On April 8, Governor Michelle Lujan Grisham has signed New Mexico’s Elizabeth Whitefield End of Life Options Act into law. With the Governor’s signature, New Mexico became the 10th state and 11th jurisdiction in the United States to allow people with a terminal illness to die the way they want.
The Elizabeth Whitefield End of Life Options Act goes into effect on June 18, 2021. Over 72 million people now live in a state with an assisted dying option.
The new law is named after Elizabeth Whitefield, a New Mexico judge who died of cancer in 2018 after years of lobbying for the passage of an aid in dying law. Rep. Debbie Armstrong, D-Albuquerque, the main sponsor of the bill, said Whitefield would have been ‘greatly relieved, satisfied, happy’ to know her effort finally met success. Armstrong’s daughter Erin, who is in her 40s, spoke in favor of the bill before a legislative committee earlier this year. She told the lawmakers she has been fighting a 20-year battle with cancer.
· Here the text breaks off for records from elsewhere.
//! The sync socket.
//!
//! Each connection is one task that owns its socket: auth on the first
//! frame, then a catch-up task draining the revision log concurrently
//! with the live dispatch loop. All outbound traffic funnels through
//! one queue into a writer task, so broadcasts, replies, and blob
//! chunks never interleave mid-frame and stay FIFO per connection.

use axum::extract::ws::{Message, WebSocket, WebSocketUpgrade};
use axum::extract::State;
use axum::response::{IntoResponse, Response};
use axum::Json;
use bytes::Bytes;
use futures::stream::{SplitSink, SplitStream};
use futures::{SinkExt, StreamExt};
use serde_json::json;
use sqlx::SqlitePool;
use std::sync::Arc;
use tokio::io::{AsyncReadExt, AsyncWriteExt};
use tokio::sync::mpsc::{self, UnboundedReceiver, UnboundedSender};
use tokio::task::JoinHandle;
use tracing::{debug, warn};
use uuid::Uuid;
use vault_sync_core::hub::VaultChannel;
use vault_sync_core::model::NewDocumentRecord;
use vault_sync_core::protocol::{
    size_to_pieces, ClientMessage, HistoryItem, Push, RecordPayload, ServerMessage, CHUNK_SIZE,
};
use vault_sync_core::{repo, storage, Error, Result};

use super::AppState;

/// `GET /sync`: plain text for browsers, socket upgrade for clients.
pub async fn index(ws: Option<WebSocketUpgrade>, State(state): State<AppState>) -> Response {
    match ws {
        Some(ws) => ws.on_upgrade(move |socket| handle_socket(socket, state)),
        None => "Sync server".into_response(),
    }
}

/// Debug-only snapshot of the live vault channels.
pub async fn status(State(state): State<AppState>) -> Json<serde_json::Value> {
    let vaults: Vec<_> = state
        .hub
        .status()
        .iter()
        .map(|channel| json!({"id": channel.vault_id, "conn_devices": channel.devices}))
        .collect();
    let count = vaults.len();
    Json(json!({"vaults": vaults, "vaults_count": count}))
}

async fn handle_socket(socket: WebSocket, state: AppState) {
    let (sink, mut stream) = socket.split();
    let (tx, rx) = mpsc::unbounded_channel();
    // the writer owns the sink; it drains the queue and closes the
    // socket once every sender is gone
    tokio::spawn(write_frames(sink, rx));

    if let Err(err) = run(&mut stream, &tx, &state).await {
        warn!(error = %err, "sync connection failed");
        let msg = if err.is_domain() {
            ServerMessage::Err(err.to_string())
        } else {
            ServerMessage::Internal {
                msg: err.to_string(),
            }
        };
        let _ = tx.send(msg);
    }
}

async fn run(
    stream: &mut SplitStream<WebSocket>,
    tx: &UnboundedSender<ServerMessage>,
    state: &AppState,
) -> Result<()> {
    match SyncConn::auth(stream, tx, state).await? {
        Some(mut conn) => conn.serve().await,
        // closed before init
        None => Ok(()),
    }
}

async fn write_frames(
    mut sink: SplitSink<WebSocket, Message>,
    mut rx: UnboundedReceiver<ServerMessage>,
) {
    while let Some(msg) = rx.recv().await {
        let frame = match msg {
            ServerMessage::Binary(bytes) => Message::Binary(bytes),
            msg => match msg.to_json() {
                Some(value) => Message::Text(value.to_string().into()),
                None => continue,
            },
        };
        if sink.send(frame).await.is_err() {
            break;
        }
    }
}

/// Next text frame, or `None` on disconnect. Transport errors count as
/// disconnects too.
async fn next_text(stream: &mut SplitStream<WebSocket>) -> Result<Option<String>> {
    while let Some(frame) = stream.next().await {
        match frame {
            Ok(Message::Text(text)) => return Ok(Some(text.to_string())),
            Ok(Message::Binary(_)) => return Err(Error::validation("unexpected binary frame")),
            Ok(Message::Close(_)) => return Ok(None),
            // transport-level ping/pong
            Ok(_) => {}
            Err(_) => return Ok(None),
        }
    }
    Ok(None)
}

fn parse(text: &str) -> Result<ClientMessage> {
    serde_json::from_str(text).map_err(|err| Error::validation(format!("malformed message: {err}")))
}

/// Catch-up task: replay everything past the client's cursor, then mark
/// the hand-over to live broadcasts. Records broadcast while this runs
/// may arrive twice around the seam; the client de-dupes by id.
async fn send_updates(
    pool: SqlitePool,
    vault_id: i64,
    version: i64,
    initial: bool,
    tx: UnboundedSender<ServerMessage>,
) {
    match repo::records::get_updates(&pool, vault_id, version, initial).await {
        Ok((latest, records)) => {
            for record in &records {
                if tx
                    .send(ServerMessage::Push(RecordPayload::from(record)))
                    .is_err()
                {
                    return;
                }
            }
            let _ = tx.send(ServerMessage::Ready { version: latest });
        }
        Err(err) => {
            warn!(vault_id, error = %err, "catch-up failed");
            let _ = tx.send(ServerMessage::Err(err.to_string()));
        }
    }
}

struct SyncConn<'a> {
    state: &'a AppState,
    stream: &'a mut SplitStream<WebSocket>,
    tx: UnboundedSender<ServerMessage>,
    conn_id: Uuid,
    device: String,
    channel: Arc<VaultChannel>,
    catchup: Option<JoinHandle<()>>,
}

impl<'a> SyncConn<'a> {
    /// Handles the `init` handshake: resolve the token, join the vault
    /// channel, ack, and kick off catch-up.
    async fn auth(
        stream: &'a mut SplitStream<WebSocket>,
        tx: &UnboundedSender<ServerMessage>,
        state: &'a AppState,
    ) -> Result<Option<SyncConn<'a>>> {
        let Some(text) = next_text(stream).await? else {
            return Ok(None);
        };
        let ClientMessage::Init(init) = parse(&text)? else {
            return Err(Error::validation("expected init"));
        };

        let token = repo::users::require_token(&state.pool, &init.token).await?;
        let conn_id = Uuid::new_v4();
        let channel = state
            .hub
            .join(
                &state.pool,
                conn_id,
                &init.device,
                token.user_id,
                &init.id,
                &init.keyhash,
                tx.clone(),
            )
            .await?;

        let mut conn = SyncConn {
            state,
            stream,
            tx: tx.clone(),
            conn_id,
            device: init.device,
            channel,
            catchup: None,
        };
        conn.send(ServerMessage::Ok);

        conn.catchup = Some(tokio::spawn(send_updates(
            state.pool.clone(),
            conn.channel.vault_id,
            init.version,
            init.initial,
            conn.tx.clone(),
        )));

        debug!(vault_id = conn.channel.vault_id, device = %conn.device, "sync connection ready");
        Ok(Some(conn))
    }

    async fn serve(&mut self) -> Result<()> {
        while let Some(text) = next_text(self.stream).await? {
            self.dispatch(&text).await?;
        }
        Ok(())
    }

    async fn dispatch(&mut self, text: &str) -> Result<()> {
        debug!(raw = text, "handle message");

        match parse(text)? {
            ClientMessage::Ping => self.send(ServerMessage::Pong),
            ClientMessage::Size => {
                let size = repo::vaults::get_size(&self.state.pool, self.vault_id()).await?;
                self.send(ServerMessage::VaultSize { size });
            }
            ClientMessage::Push(push) => self.on_push(push).await?,
            ClientMessage::Pull { uid } => self.on_pull(uid).await?,
            ClientMessage::Deleted => {
                let items = repo::records::get_deleted(&self.state.pool, self.vault_id())
                    .await?
                    .iter()
                    .map(HistoryItem::from)
                    .collect();
                self.send(ServerMessage::DeletedItems { items });
            }
            ClientMessage::History { path, last } => {
                let items =
                    repo::records::get_history(&self.state.pool, self.vault_id(), &path, last)
                        .await?
                        .iter()
                        .map(HistoryItem::from)
                        .collect();
                self.send(ServerMessage::HistoryItems { items });
            }
            ClientMessage::Restore { uid } => self.on_restore(uid).await?,
            ClientMessage::Init(_) | ClientMessage::Unknown => {
                warn!(raw = text, "unknown op");
                self.send(ServerMessage::Ok);
            }
        }
        Ok(())
    }

    /// Commits a pushed record, pulling the blob off the client first
    /// when this vault has never seen its hash.
    async fn on_push(&mut self, push: Push) -> Result<()> {
        if !push.folder && !push.deleted {
            // every file record references a blob by hash, uploaded now
            // or not; a hash that cannot address one never gets committed
            if !storage::is_content_hash(&push.hash) {
                return Err(Error::validation(format!(
                    "malformed content hash: {}",
                    push.hash
                )));
            }
            if push.pieces > 0 {
                let count =
                    repo::vaults::hash_count(&self.state.pool, self.vault_id(), &push.hash).await?;
                if count == 0 {
                    self.save_blob(&push.hash, push.pieces).await?;
                }
            }
        }

        let record = NewDocumentRecord {
            vault_id: self.vault_id(),
            path: push.path,
            relatedpath: push.relatedpath.unwrap_or_default(),
            hash: push.hash,
            device: self.device.clone(),
            folder: push.folder,
            deleted: push.deleted,
            size: push.size,
            ctime: push.ctime,
            mtime: push.mtime,
        };
        let record = self.channel.publish(&self.state.pool, record).await?;

        // the record now references the blob; it is no longer pending
        if !record.folder && !record.deleted {
            repo::pending::remove(&self.state.pool, record.vault_id, &record.hash).await?;
        }

        self.send(ServerMessage::Ok);
        Ok(())
    }

    /// Server-pull upload: request each chunk, append it to the blob.
    /// The pending row keeps a crashed upload visible to the purger.
    /// The hash is never verified against the content.
    async fn save_blob(&mut self, hash: &str, pieces: i64) -> Result<()> {
        repo::pending::insert(&self.state.pool, self.vault_id(), hash).await?;

        let mut file = self.state.store.open_write(self.vault_id(), hash).await?;
        for _ in 0..pieces {
            self.send(ServerMessage::MissingBlobs);
            let chunk = self.receive_binary().await?;
            file.write_all(&chunk).await?;
        }
        file.flush().await?;
        Ok(())
    }

    async fn on_pull(&mut self, uid: i64) -> Result<()> {
        let record = self.get_record(uid).await?;
        let pieces = size_to_pieces(record.size);
        self.send(ServerMessage::PullInfo {
            size: record.size,
            pieces,
            deleted: record.deleted,
        });

        if record.size > 0 {
            let mut file = self
                .state
                .store
                .open_read(record.vault_id, &record.hash)
                .await?;
            let mut remaining = record.size;
            for _ in 0..pieces {
                let len = remaining.min(CHUNK_SIZE) as usize;
                let mut chunk = vec![0u8; len];
                file.read_exact(&mut chunk).await?;
                self.send(ServerMessage::Binary(chunk.into()));
                remaining -= len as i64;
            }
        }
        Ok(())
    }

    /// Duplicates a historical record as the new head of its path,
    /// attributed to the restoring device and never deleted.
    async fn on_restore(&mut self, uid: i64) -> Result<()> {
        let old = self.get_record(uid).await?;
        let record = NewDocumentRecord {
            vault_id: old.vault_id,
            path: old.path,
            relatedpath: old.relatedpath,
            hash: old.hash,
            device: self.device.clone(),
            folder: old.folder,
            deleted: false,
            size: old.size,
            ctime: old.ctime,
            mtime: old.mtime,
        };
        self.channel.publish(&self.state.pool, record).await?;
        self.send(ServerMessage::Ok);
        Ok(())
    }

    /// Next binary frame of an in-flight transfer. Keepalive pings may
    /// arrive between chunks and are answered in place; any other text
    /// frame aborts the connection.
    async fn receive_binary(&mut self) -> Result<Bytes> {
        while let Some(frame) = self.stream.next().await {
            match frame {
                Ok(Message::Binary(bytes)) => return Ok(bytes),
                Ok(Message::Text(text)) => {
                    if !matches!(parse(&text)?, ClientMessage::Ping) {
                        return Err(Error::validation("unexpected message during transfer"));
                    }
                    self.send(ServerMessage::Pong);
                }
                Ok(Message::Close(_)) | Err(_) => break,
                Ok(_) => {}
            }
        }
        Err(Error::validation("disconnected during transfer"))
    }

    async fn get_record(&self, uid: i64) -> Result<vault_sync_core::model::DocumentRecord> {
        repo::records::get(&self.state.pool, self.vault_id(), uid)
            .await?
            .ok_or(Error::RecordNotFound)
    }

    fn vault_id(&self) -> i64 {
        self.channel.vault_id
    }

    fn send(&self, msg: ServerMessage) {
        // a closed queue means the socket is gone; the read side will
        // notice on its own
        let _ = self.tx.send(msg);
    }
}

impl Drop for SyncConn<'_> {
    fn drop(&mut self) {
        if let Some(catchup) = &self.catchup {
            catchup.abort();
        }
        self.state.hub.leave(&self.channel, self.conn_id);
    }
}
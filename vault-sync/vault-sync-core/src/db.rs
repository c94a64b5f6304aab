//! SQLite pool setup and forward-only schema migrations.
//!
//! Revisions are tracked as a monotonic integer in the `db_version`
//! table. Each entry in [`MIGRATIONS`] moves the schema one step
//! forward inside its own transaction; there is no way back.

use std::path::Path;
use std::time::Duration;

use sqlx::sqlite::{SqliteConnectOptions, SqliteJournalMode, SqlitePoolOptions};
use sqlx::{ConnectOptions, Connection, SqlitePool};
use tracing::info;

use crate::error::Result;

const SCHEMA_V1: &str = r#"
CREATE TABLE user (
    id INTEGER PRIMARY KEY AUTOINCREMENT,
    email TEXT NOT NULL UNIQUE,
    password TEXT NOT NULL,
    salt TEXT NOT NULL,
    name TEXT NOT NULL,
    created_at TEXT NOT NULL
);

CREATE TABLE user_token (
    id INTEGER PRIMARY KEY AUTOINCREMENT,
    user_id INTEGER NOT NULL REFERENCES user (id),
    token TEXT NOT NULL,
    created_at TEXT NOT NULL
);
CREATE INDEX idx_user_token_token ON user_token (token);
CREATE INDEX idx_user_token_user ON user_token (user_id);

CREATE TABLE vault (
    id INTEGER PRIMARY KEY AUTOINCREMENT,
    owner_id INTEGER NOT NULL REFERENCES user (id),
    name TEXT NOT NULL,
    password TEXT NOT NULL,
    key_hash TEXT NOT NULL,
    salt TEXT NOT NULL,
    deleted INTEGER NOT NULL DEFAULT 0,
    created_at TEXT NOT NULL
);
CREATE INDEX idx_vault_owner ON vault (owner_id);

CREATE TABLE vault_share (
    vault_id INTEGER NOT NULL REFERENCES vault (id),
    user_id INTEGER NOT NULL REFERENCES user (id),
    PRIMARY KEY (vault_id, user_id)
);

CREATE TABLE document_record (
    id INTEGER PRIMARY KEY AUTOINCREMENT,
    vault_id INTEGER NOT NULL REFERENCES vault (id),
    path TEXT NOT NULL,
    hash TEXT NOT NULL,
    device TEXT NOT NULL,
    folder INTEGER NOT NULL,
    deleted INTEGER NOT NULL DEFAULT 0,
    size INTEGER NOT NULL DEFAULT 0,
    ctime INTEGER NOT NULL,
    mtime INTEGER NOT NULL,
    created_at TEXT NOT NULL
);
CREATE INDEX idx_document_record_vault ON document_record (vault_id);
CREATE INDEX idx_document_record_path ON document_record (path);
CREATE INDEX idx_document_record_hash ON document_record (hash);
"#;

const SCHEMA_V2: &str = r#"
ALTER TABLE document_record ADD COLUMN relatedpath TEXT NOT NULL DEFAULT '';
CREATE INDEX idx_document_record_relatedpath ON document_record (relatedpath);
"#;

const SCHEMA_V3: &str = r#"
CREATE TABLE pending_file (
    id INTEGER PRIMARY KEY AUTOINCREMENT,
    vault_id INTEGER NOT NULL REFERENCES vault (id),
    hash TEXT NOT NULL,
    kind TEXT NOT NULL DEFAULT 'upload',
    created_at TEXT NOT NULL,
    UNIQUE (vault_id, hash)
);

ALTER TABLE vault ADD COLUMN deleted_at TEXT;
"#;

const MIGRATIONS: &[&str] = &[SCHEMA_V1, SCHEMA_V2, SCHEMA_V3];

/// Opens (and creates if missing) the database at `path`.
///
/// `echo` keeps sqlx statement logging on; otherwise statements are
/// silenced and only errors surface.
pub async fn connect(path: impl AsRef<Path>, echo: bool) -> Result<SqlitePool> {
    let mut options = SqliteConnectOptions::new()
        .filename(path)
        .create_if_missing(true)
        .foreign_keys(true)
        .journal_mode(SqliteJournalMode::Wal)
        .busy_timeout(Duration::from_secs(5));
    if !echo {
        options = options.disable_statement_logging();
    }

    Ok(SqlitePoolOptions::new().connect_with(options).await?)
}

/// In-memory database for tests and throwaway runs. Single connection:
/// every handle must see the same memory store.
pub async fn connect_memory() -> Result<SqlitePool> {
    let options = SqliteConnectOptions::new()
        .in_memory(true)
        .foreign_keys(true);
    Ok(SqlitePoolOptions::new()
        .max_connections(1)
        .connect_with(options)
        .await?)
}

/// Applies every migration past the recorded version, in order.
pub async fn migrate(pool: &SqlitePool) -> Result<()> {
    let mut conn = pool.acquire().await?;

    sqlx::raw_sql("CREATE TABLE IF NOT EXISTS db_version (version INTEGER NOT NULL)")
        .execute(&mut *conn)
        .await?;

    let mut version: i64 = match sqlx::query_scalar("SELECT version FROM db_version")
        .fetch_optional(&mut *conn)
        .await?
    {
        Some(version) => version,
        None => {
            sqlx::query("INSERT INTO db_version (version) VALUES (0)")
                .execute(&mut *conn)
                .await?;
            0
        }
    };

    while (version as usize) < MIGRATIONS.len() {
        info!(from = version, "running migration");

        let mut tx = conn.begin().await?;
        sqlx::raw_sql(MIGRATIONS[version as usize])
            .execute(&mut *tx)
            .await?;
        version += 1;
        sqlx::query("UPDATE db_version SET version = ?")
            .bind(version)
            .execute(&mut *tx)
            .await?;
        tx.commit().await?;
    }

    Ok(())
}
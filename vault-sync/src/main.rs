use anyhow::Result;
use clap::Parser;
use tokio::net::TcpListener;
use tracing::info;
use tracing_subscriber::EnvFilter;
use vault_sync::api;
use vault_sync::config::{Cli, Command, Settings};
use vault_sync_core::purger::Purger;
use vault_sync_core::storage::BlobStore;
use vault_sync_core::{db, repo};

#[tokio::main]
async fn main() -> Result<()> {
    let cli = Cli::parse();

    let default_filter = if cli.settings.debug {
        "vault_sync=debug,vault_sync_core=debug,info"
    } else {
        "info"
    };
    let filter =
        EnvFilter::try_from_default_env().unwrap_or_else(|_| EnvFilter::new(default_filter));
    tracing_subscriber::fmt().with_env_filter(filter).init();

    if let Some(parent) = cli.settings.database.parent() {
        std::fs::create_dir_all(parent)?;
    }
    let pool = db::connect(&cli.settings.database, cli.settings.echo).await?;
    db::migrate(&pool).await?;

    match cli.command.unwrap_or(Command::Serve) {
        Command::CreateUser {
            name,
            email,
            password,
        } => {
            let user = repo::users::create(&pool, &name, &email, &password).await?;
            println!("User created, uid: {}.", user.id);
            Ok(())
        }
        Command::Serve => serve(pool, cli.settings).await,
    }
}

async fn serve(pool: sqlx::SqlitePool, settings: Settings) -> Result<()> {
    let store = BlobStore::new(&settings.blobs);

    let purger = if settings.purge_enabled {
        let mut purger = Purger::new(pool.clone(), store.clone(), settings.purge_options());
        purger.start();
        Some(purger)
    } else {
        None
    };

    let state = api::AppState::new(pool, store, settings.clone());
    let app = api::router(state);

    let listener = TcpListener::bind(settings.listen).await?;
    info!(addr = %settings.listen, "listening");
    axum::serve(listener, app.into_make_service())
        .with_graceful_shutdown(shutdown_signal())
        .await?;

    if let Some(purger) = purger {
        purger.stop().await;
    }
    Ok(())
}

async fn shutdown_signal() {
    let _ = tokio::signal::ctrl_c().await;
}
While she ‘desperately’ wants to keep living, she said, she is aware she likely will not survive the disease. Armstrong said her daughter now has a ‘great relief that she doesn’t have to worry about being in agony when the time comes.’
The law
Similar to the laws in other U.S. states, the law requires a “terminal” diagnosis of less than six months to live and requires the dying person to be able to “self-administer” the needed medications, but has a major improvement in requiring only a 48-hour waiting period.
- NO 14 day waiting period but a 48 hr. waiting period between the time a scrip is written and the time it can be filled, this waiting period can be waived if the patient is near death.
- NPs and PAs can be prescribing providers, as long as one provider is an MD or DO.
- The patient needs only one provider if already enrolled in hospice. Only one “ask”.
- Universal “right to know.”
- A provider cannot be sanctioned in any way for participating or not participating.